Philip Howell attended Purdue University and graduated with a doctor of veterinary medicine degree in 1973. After graduation, Howell worked in mixed animal practices in Cedar Grove, Wis., and Silver Lake, Ind. He purchased a practice in Winchester, Ind., in June 1979. Phil and his son, Andy, and their wives currently manage 50 cows, the majority being registered Angus with a few Maine-Anjou females. He has served as president of the Indiana Junior Angus Association, Indiana Angus Association, and the Southeastern Indiana Angus Association.

Vaughn Meyer and his family manage Sodak Angus Ranch in northwest South Dakota. In his youth Meyer participated in 4-H and FFA. He received a bachelor's of science degree in animal science production from South Dakota State University, where he was active in Block and Bridle and Army ROTC. After serving in the Army, Meyer returned to Sodak. He has been active in the Black Hills Angus Association, the Perkins County Livestock Improvement Association, the Perkins County Farmers Union, the South Dakota Beef Industry Council and the South Dakota Stock Growers Association.

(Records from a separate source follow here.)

//! Trash retention sweep
//!
//! Run once when the repository loads. The only path in the engine that
//! removes data without an explicit user action.

use crate::config::TRASH_TTL_DAYS;
use crate::notes::model::Note;
use chrono::{DateTime, Duration, Utc};

/// Drop trashed notes whose `deleted_at` is older than the TTL.
/// Returns the retained collection and how many notes were pruned.
pub fn sweep_expired(trash: Vec<Note>, now: DateTime<Utc>) -> (Vec<Note>, usize) {
    let cutoff = now - Duration::days(TRASH_TTL_DAYS);
    let before = trash.len();

    let retained: Vec<Note> = trash
        .into_iter()
        // A trashed record without a deletion stamp can never age out;
        // treat it as expired.
        .filter(|note| note.deleted_at.map_or(false, |at| at > cutoff))
        .collect();

    let pruned = before - retained.len();
    if pruned > 0 {
        tracing::info!("Retention sweep pruned {} expired note(s)", pruned);
    }

    (retained, pruned)
}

Don Schiefelbein has been involved in the cattle business in a number of ways throughout his career. He attended college at Texas A&M University in College Station, Texas, where he graduated with academic honors with a degree in animal science. In 1990, the North American Limousin Foundation hired Schiefelbein to oversee its junior program. Later he would serve as executive director for the American Gelbvieh Association. Schiefelbein was able to fulfill his lifelong dream in 2002, returning to his family Angus farm in Kimball, Minn.

The American Angus Association is the nation's largest beef breed organization, serving nearly 30,000 members across the United States and Canada. It provides programs and services to farmers, ranchers and others who rely on the power of Angus to produce quality genetics for the beef industry and quality beef for consumers.